◆ **WHAT IS NEEDED**:
Find how many lines in the data below include the word "filtering", then write only that number.

[Records from a dataset]

+++

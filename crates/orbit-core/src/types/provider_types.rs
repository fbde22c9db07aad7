//! Provider capability, configuration, and health types

use serde::{Deserialize, Serialize};
use std::collections::BTreeMap;

/// Feature flags declared by a provider adapter.
///
/// Declared once at adapter construction and consulted by the relay and the
/// UI to gate operations. A session carries its own copy which may narrow
/// (never widen) the adapter-level value.
#[derive(Debug, Clone, Serialize, Deserialize, Default, PartialEq)]
#[serde(rename_all = "camelCase")]
pub struct ProviderCapabilities {
    #[serde(default)]
    pub list_sessions: bool,
    #[serde(default)]
    pub open_session: bool,
    #[serde(default)]
    pub send_prompt: bool,
    #[serde(default)]
    pub streaming: bool,
    #[serde(default)]
    pub attachments: bool,
    #[serde(default)]
    pub approvals: bool,
    #[serde(default)]
    pub multi_turn: bool,
    #[serde(default)]
    pub filtering: bool,
    #[serde(default)]
    pub pagination: bool,
    /// Open extension map for provider-specific flags
    #[serde(default, skip_serializing_if = "BTreeMap::is_empty")]
    pub extensions: BTreeMap<String, serde_json::Value>,
}

impl ProviderCapabilities {
    /// Full capability surface, used by adapters whose transport supports
    /// the whole contract.
    pub fn full() -> Self {
        Self {
            list_sessions: true,
            open_session: true,
            send_prompt: true,
            streaming: true,
            attachments: true,
            approvals: true,
            multi_turn: true,
            filtering: true,
            pagination: true,
            extensions: BTreeMap::new(),
        }
    }

    /// Produce a session-level copy narrowed by `requested`.
    ///
    /// Each flag is the logical AND of both sides, so a session can drop
    /// adapter capabilities but never acquire ones the adapter lacks.
    /// Extensions survive only when present on both sides.
    pub fn narrow(&self, requested: &ProviderCapabilities) -> ProviderCapabilities {
        ProviderCapabilities {
            list_sessions: self.list_sessions && requested.list_sessions,
            open_session: self.open_session && requested.open_session,
            send_prompt: self.send_prompt && requested.send_prompt,
            streaming: self.streaming && requested.streaming,
            attachments: self.attachments && requested.attachments,
            approvals: self.approvals && requested.approvals,
            multi_turn: self.multi_turn && requested.multi_turn,
            filtering: self.filtering && requested.filtering,
            pagination: self.pagination && requested.pagination,
            extensions: self
                .extensions
                .iter()
                .filter(|(k, _)| requested.extensions.contains_key(*k))
                .map(|(k, v)| (k.clone(), v.clone()))
                .collect(),
        }
    }
}

/// Per-provider configuration consumed from external config loading.
///
/// Missing `extra` fields are defaults, never configuration errors.
#[derive(Debug, Clone, Serialize, Deserialize)]
#[serde(rename_all = "camelCase")]
pub struct ProviderSettings {
    #[serde(default = "default_enabled")]
    pub enabled: bool,
    #[serde(default)]
    pub extra: BTreeMap<String, serde_json::Value>,
}

fn default_enabled() -> bool {
    true
}

impl Default for ProviderSettings {
    fn default() -> Self {
        Self {
            enabled: true,
            extra: BTreeMap::new(),
        }
    }
}

impl ProviderSettings {
    /// Look up a string value in `extra`, falling back to `default`
    pub fn extra_str<'a>(&'a self, key: &str, default: &'a str) -> &'a str {
        self.extra
            .get(key)
            .and_then(|v| v.as_str())
            .unwrap_or(default)
    }

    /// Look up a u64 value in `extra`, falling back to `default`
    pub fn extra_u64(&self, key: &str, default: u64) -> u64 {
        self.extra.get(key).and_then(|v| v.as_u64()).unwrap_or(default)
    }
}

/// Provider health states
#[derive(Debug, Clone, Copy, Serialize, Deserialize, PartialEq, Eq)]
#[serde(rename_all = "lowercase")]
pub enum HealthState {
    Healthy,
    Degraded,
    Unhealthy,
    Unknown,
    Disabled,
}

/// Health status with message and diagnostic details
#[derive(Debug, Clone, Serialize, Deserialize)]
#[serde(rename_all = "camelCase")]
pub struct HealthReport {
    pub state: HealthState,
    pub message: String,
    #[serde(default, skip_serializing_if = "BTreeMap::is_empty")]
    pub details: BTreeMap<String, serde_json::Value>,
}

impl HealthReport {
    pub fn new(state: HealthState, message: impl Into<String>) -> Self {
        Self {
            state,
            message: message.into(),
            details: BTreeMap::new(),
        }
    }

    pub fn with_detail(mut self, key: &str, value: impl Into<serde_json::Value>) -> Self {
        self.details.insert(key.to_string(), value.into());
        self
    }
}

/// Filters accepted by `list_sessions`
#[derive(Debug, Clone, Serialize, Deserialize, Default)]
#[serde(rename_all = "camelCase")]
pub struct SessionFilters {
    #[serde(default, skip_serializing_if = "Option::is_none")]
    pub status: Option<super::SessionStatus>,
    #[serde(default, skip_serializing_if = "Option::is_none")]
    pub project: Option<String>,
}

impl SessionFilters {
    pub fn is_empty(&self) -> bool {
        self.status.is_none() && self.project.is_none()
    }
}

/// One page of normalized sessions
#[derive(Debug, Clone, Serialize, Deserialize)]
#[serde(rename_all = "camelCase")]
pub struct SessionPage {
    pub sessions: Vec<super::NormalizedSession>,
    /// Opaque cursor for the next page, absent on the last page
    #[serde(skip_serializing_if = "Option::is_none")]
    pub next_cursor: Option<String>,
}

/// Result of a `send_prompt` call
#[derive(Debug, Clone, Serialize, Deserialize)]
#[serde(rename_all = "camelCase")]
pub struct PromptReceipt {
    /// Provider-issued turn or request identifier
    pub turn_id: String,
    pub status: PromptStatus,
}

#[derive(Debug, Clone, Copy, Serialize, Deserialize, PartialEq, Eq)]
#[serde(rename_all = "snake_case")]
pub enum PromptStatus {
    Accepted,
    Streaming,
    Completed,
}

/// Options accepted by `send_prompt`
#[derive(Debug, Clone, Serialize, Deserialize, Default)]
#[serde(rename_all = "camelCase")]
pub struct PromptOptions {
    #[serde(default, skip_serializing_if = "Option::is_none")]
    pub mode: Option<String>,
    #[serde(default, skip_serializing_if = "Vec::is_empty")]
    pub attachments: Vec<String>,
}

#[cfg(test)]
mod tests {
    use super::*;

    #[test]
    fn test_narrow_never_widens() {
        let adapter = ProviderCapabilities {
            list_sessions: true,
            send_prompt: true,
            streaming: false,
            ..Default::default()
        };

        let mut requested = ProviderCapabilities::full();
        requested
            .extensions
            .insert("sandbox".to_string(), serde_json::json!(true));

        let session = adapter.narrow(&requested);
        assert!(session.list_sessions);
        assert!(session.send_prompt);
        // Adapter never had streaming, so the session cannot gain it
        assert!(!session.streaming);
        assert!(!session.approvals);
        // Extension absent on the adapter side does not survive
        assert!(session.extensions.is_empty());
    }

    #[test]
    fn test_narrow_can_drop_flags() {
        let adapter = ProviderCapabilities::full();
        let requested = ProviderCapabilities {
            send_prompt: true,
            ..Default::default()
        };

        let session = adapter.narrow(&requested);
        assert!(session.send_prompt);
        assert!(!session.list_sessions);
        assert!(!session.pagination);
    }

    #[test]
    fn test_settings_missing_extra_is_default() {
        let settings: ProviderSettings = serde_json::from_str("{}").unwrap();
        assert!(settings.enabled);
        assert!(settings.extra.is_empty());
        assert_eq!(settings.extra_str("command", "acp-agent"), "acp-agent");
        assert_eq!(settings.extra_u64("timeoutMs", 30_000), 30_000);
    }

    #[test]
    fn test_settings_extra_lookup() {
        let settings: ProviderSettings = serde_json::from_value(serde_json::json!({
            "enabled": false,
            "extra": { "command": "claude", "timeoutMs": 5000 }
        }))
        .unwrap();

        assert!(!settings.enabled);
        assert_eq!(settings.extra_str("command", "x"), "claude");
        assert_eq!(settings.extra_u64("timeoutMs", 0), 5000);
    }
}
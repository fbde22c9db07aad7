//! Per-session event fan-out
//!
//! Flushed events are delivered to subscription channels in flush order.
//! The registry is owned by one adapter; cancellation is idempotent and
//! never disturbs sibling subscriptions on the same session.

use crate::types::{CancelHandle, NormalizedEvent, Subscription};
use parking_lot::RwLock;
use std::collections::HashMap;
use std::sync::Arc;
use tokio::sync::mpsc;

type SubscriberMap = HashMap<uuid::Uuid, mpsc::UnboundedSender<NormalizedEvent>>;

/// Session id -> live subscription senders
#[derive(Default)]
pub struct SubscriberRegistry {
    sessions: RwLock<HashMap<String, SubscriberMap>>,
}

impl SubscriberRegistry {
    pub fn new() -> Arc<Self> {
        Arc::new(Self::default())
    }

    /// Open a subscription for one session
    pub fn subscribe(
        self: &Arc<Self>,
        provider_id: &str,
        session_id: &str,
    ) -> Subscription {
        let (tx, rx) = mpsc::unbounded_channel();
        let id = uuid::Uuid::new_v4();
        self.sessions
            .write()
            .entry(session_id.to_string())
            .or_default()
            .insert(id, tx);

        Subscription {
            id,
            provider_id: provider_id.to_string(),
            session_id: session_id.to_string(),
            events: rx,
            cancel: CancelHandle {
                session_id: session_id.to_string(),
                subscription_id: id,
                registry: Arc::downgrade(self),
            },
        }
    }

    /// Remove one subscription. Idempotent; unknown ids are a no-op.
    pub fn remove(&self, session_id: &str, id: uuid::Uuid) {
        let mut sessions = self.sessions.write();
        if let Some(map) = sessions.get_mut(session_id) {
            map.remove(&id);
            if map.is_empty() {
                sessions.remove(session_id);
            }
        }
    }

    /// Deliver one flushed event to every subscriber of its session.
    ///
    /// Senders are cloned under the read lock and used after releasing it:
    /// an unsubscribe racing this dispatch either misses the event entirely
    /// or receives this one final delivery, never more.
    pub fn dispatch(&self, event: NormalizedEvent) {
        let targets: Vec<mpsc::UnboundedSender<NormalizedEvent>> = {
            let sessions = self.sessions.read();
            match sessions.get(&event.session_id) {
                Some(map) => map.values().cloned().collect(),
                None => return,
            }
        };

        for tx in targets {
            let _ = tx.send(event.clone());
        }
    }

    pub fn subscriber_count(&self, session_id: &str) -> usize {
        self.sessions
            .read()
            .get(session_id)
            .map(|m| m.len())
            .unwrap_or(0)
    }
}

+++

◆ **EXERCISE RESPONSE**:
3